[Problem to solve]: Your task is to copy the stretch of lines in the records below that begins with the line containing "let registry = ClusterRegistry::default();" and ends with the line containing "pub mod sandbox;", exactly as written, with nothing added.

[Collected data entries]

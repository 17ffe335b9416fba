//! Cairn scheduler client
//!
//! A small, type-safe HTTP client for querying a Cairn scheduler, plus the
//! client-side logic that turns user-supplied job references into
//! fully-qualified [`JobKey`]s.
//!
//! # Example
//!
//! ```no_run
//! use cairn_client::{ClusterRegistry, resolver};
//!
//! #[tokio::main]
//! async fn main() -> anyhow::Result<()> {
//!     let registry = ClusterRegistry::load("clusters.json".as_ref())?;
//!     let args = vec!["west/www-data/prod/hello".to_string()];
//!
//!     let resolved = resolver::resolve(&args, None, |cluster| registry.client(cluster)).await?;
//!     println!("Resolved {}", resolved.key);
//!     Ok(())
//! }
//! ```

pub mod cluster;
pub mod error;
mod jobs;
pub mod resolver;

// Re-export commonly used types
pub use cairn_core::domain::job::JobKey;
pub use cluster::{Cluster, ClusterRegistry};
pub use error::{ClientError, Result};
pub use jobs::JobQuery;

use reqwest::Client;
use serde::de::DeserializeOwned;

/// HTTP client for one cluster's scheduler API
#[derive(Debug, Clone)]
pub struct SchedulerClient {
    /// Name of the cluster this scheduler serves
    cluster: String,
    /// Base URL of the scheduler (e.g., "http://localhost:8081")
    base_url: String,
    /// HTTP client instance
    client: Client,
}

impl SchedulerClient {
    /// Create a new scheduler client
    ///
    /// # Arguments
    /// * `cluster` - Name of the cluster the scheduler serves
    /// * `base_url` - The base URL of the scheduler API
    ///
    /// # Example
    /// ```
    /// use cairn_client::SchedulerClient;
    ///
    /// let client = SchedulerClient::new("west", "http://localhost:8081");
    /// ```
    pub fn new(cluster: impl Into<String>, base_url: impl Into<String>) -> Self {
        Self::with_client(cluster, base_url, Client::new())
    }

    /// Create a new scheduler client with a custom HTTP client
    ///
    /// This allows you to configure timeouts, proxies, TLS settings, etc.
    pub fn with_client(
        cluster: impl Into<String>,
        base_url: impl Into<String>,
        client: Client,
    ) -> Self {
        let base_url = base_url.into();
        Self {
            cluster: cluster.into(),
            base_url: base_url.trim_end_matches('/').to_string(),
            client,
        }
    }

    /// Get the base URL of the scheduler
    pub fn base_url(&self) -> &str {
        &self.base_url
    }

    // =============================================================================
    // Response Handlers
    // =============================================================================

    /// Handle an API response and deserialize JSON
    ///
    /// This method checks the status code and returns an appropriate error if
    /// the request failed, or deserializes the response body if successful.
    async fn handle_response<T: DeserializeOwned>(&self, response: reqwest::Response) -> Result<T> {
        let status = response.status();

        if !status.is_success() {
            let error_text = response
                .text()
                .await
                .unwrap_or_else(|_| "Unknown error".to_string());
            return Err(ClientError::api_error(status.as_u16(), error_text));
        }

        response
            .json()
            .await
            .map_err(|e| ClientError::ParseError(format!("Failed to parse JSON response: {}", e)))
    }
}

==

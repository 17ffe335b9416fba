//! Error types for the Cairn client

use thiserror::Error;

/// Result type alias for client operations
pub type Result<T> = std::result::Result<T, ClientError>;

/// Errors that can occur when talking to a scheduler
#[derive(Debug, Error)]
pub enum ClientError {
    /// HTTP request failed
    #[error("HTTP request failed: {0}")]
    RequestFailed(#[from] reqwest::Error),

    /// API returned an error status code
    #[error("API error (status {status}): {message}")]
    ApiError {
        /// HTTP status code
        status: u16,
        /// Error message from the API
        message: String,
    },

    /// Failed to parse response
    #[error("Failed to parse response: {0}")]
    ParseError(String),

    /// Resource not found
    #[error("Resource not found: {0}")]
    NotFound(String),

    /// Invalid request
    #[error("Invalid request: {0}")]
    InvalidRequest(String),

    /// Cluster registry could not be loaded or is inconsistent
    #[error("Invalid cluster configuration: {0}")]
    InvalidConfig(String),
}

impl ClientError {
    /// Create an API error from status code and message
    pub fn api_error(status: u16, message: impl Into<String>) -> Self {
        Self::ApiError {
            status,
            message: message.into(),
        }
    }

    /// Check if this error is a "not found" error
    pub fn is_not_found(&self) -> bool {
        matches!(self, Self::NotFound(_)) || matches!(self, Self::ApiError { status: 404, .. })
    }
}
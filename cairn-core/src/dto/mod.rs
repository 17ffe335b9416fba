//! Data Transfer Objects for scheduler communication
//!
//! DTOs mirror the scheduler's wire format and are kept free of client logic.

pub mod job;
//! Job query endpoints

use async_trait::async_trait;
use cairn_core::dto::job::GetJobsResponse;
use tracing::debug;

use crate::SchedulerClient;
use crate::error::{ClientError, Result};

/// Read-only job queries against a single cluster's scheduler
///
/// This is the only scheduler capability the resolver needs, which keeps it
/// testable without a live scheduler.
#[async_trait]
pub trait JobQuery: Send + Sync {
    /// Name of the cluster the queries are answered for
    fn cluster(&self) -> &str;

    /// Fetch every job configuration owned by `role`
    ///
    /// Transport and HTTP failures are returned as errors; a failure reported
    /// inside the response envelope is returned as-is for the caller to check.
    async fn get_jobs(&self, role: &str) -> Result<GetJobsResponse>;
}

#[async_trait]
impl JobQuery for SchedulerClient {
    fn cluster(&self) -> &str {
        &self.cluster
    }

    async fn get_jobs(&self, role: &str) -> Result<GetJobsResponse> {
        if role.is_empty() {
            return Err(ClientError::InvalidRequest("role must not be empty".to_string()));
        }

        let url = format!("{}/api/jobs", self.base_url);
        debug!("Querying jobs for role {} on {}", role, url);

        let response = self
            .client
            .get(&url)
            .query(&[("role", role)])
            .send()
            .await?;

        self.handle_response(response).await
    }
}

--

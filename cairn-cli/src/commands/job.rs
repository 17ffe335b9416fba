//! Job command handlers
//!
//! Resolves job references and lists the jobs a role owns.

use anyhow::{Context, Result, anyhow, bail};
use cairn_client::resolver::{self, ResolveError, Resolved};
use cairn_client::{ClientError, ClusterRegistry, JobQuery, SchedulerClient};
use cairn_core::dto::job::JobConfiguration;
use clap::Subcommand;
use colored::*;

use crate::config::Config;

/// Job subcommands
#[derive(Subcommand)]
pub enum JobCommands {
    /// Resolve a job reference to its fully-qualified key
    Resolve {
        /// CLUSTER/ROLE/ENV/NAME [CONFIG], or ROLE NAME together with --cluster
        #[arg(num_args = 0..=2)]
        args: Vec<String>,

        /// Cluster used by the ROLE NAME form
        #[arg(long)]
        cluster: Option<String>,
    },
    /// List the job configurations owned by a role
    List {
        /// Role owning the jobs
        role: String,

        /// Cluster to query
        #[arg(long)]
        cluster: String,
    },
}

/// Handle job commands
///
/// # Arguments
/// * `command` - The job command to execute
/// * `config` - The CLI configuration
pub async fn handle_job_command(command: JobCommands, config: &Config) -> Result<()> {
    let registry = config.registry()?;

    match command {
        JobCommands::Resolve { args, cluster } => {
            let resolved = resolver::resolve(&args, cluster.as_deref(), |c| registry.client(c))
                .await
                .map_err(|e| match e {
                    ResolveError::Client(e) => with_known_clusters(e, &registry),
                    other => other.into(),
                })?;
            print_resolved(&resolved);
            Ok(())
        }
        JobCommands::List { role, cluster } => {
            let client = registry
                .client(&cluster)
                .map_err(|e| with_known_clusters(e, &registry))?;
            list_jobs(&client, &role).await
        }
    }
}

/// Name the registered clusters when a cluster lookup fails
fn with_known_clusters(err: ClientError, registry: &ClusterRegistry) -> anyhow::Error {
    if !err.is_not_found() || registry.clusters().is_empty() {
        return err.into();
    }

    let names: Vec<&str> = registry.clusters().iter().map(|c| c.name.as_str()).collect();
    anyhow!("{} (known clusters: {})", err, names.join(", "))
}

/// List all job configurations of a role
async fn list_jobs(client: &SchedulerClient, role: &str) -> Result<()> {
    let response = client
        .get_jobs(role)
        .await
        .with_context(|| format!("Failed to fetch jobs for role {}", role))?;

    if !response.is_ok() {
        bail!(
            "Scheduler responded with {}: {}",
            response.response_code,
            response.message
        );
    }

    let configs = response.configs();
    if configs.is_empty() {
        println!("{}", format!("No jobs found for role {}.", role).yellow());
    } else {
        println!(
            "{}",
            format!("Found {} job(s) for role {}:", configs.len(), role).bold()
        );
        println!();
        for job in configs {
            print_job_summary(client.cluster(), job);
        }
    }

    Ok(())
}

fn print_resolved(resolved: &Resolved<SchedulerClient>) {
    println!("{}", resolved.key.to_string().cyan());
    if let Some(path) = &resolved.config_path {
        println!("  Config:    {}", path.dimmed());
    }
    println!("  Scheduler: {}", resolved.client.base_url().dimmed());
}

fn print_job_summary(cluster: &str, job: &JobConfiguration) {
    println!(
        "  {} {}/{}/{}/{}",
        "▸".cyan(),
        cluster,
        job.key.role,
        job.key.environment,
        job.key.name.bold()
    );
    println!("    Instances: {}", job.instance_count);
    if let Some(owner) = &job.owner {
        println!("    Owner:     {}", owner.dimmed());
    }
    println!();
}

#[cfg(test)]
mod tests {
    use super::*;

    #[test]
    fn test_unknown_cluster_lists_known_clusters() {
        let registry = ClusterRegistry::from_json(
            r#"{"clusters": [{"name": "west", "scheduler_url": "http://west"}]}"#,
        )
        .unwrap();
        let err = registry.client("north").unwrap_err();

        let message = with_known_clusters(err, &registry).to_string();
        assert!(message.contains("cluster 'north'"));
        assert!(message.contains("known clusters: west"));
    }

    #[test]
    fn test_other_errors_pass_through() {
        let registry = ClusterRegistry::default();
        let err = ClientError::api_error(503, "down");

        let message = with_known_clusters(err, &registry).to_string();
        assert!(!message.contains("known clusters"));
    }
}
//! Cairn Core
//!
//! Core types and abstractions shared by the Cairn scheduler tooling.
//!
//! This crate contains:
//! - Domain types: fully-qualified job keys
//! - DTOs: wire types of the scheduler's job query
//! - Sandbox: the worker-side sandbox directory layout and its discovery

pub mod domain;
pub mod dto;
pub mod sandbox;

[Output for this task]:
        let registry = ClusterRegistry::default();
        let err = ClientError::api_error(503, "down");

        let message = with_known_clusters(err, &registry).to_string();
        assert!(!message.contains("known clusters"));
    }
}
//! Cairn Core
//!
//! Core types and abstractions shared by the Cairn scheduler tooling.
//!
//! This crate contains:
//! - Domain types: fully-qualified job keys
//! - DTOs: wire types of the scheduler's job query
//! - Sandbox: the worker-side sandbox directory layout and its discovery

pub mod domain;
pub mod dto;
pub mod sandbox;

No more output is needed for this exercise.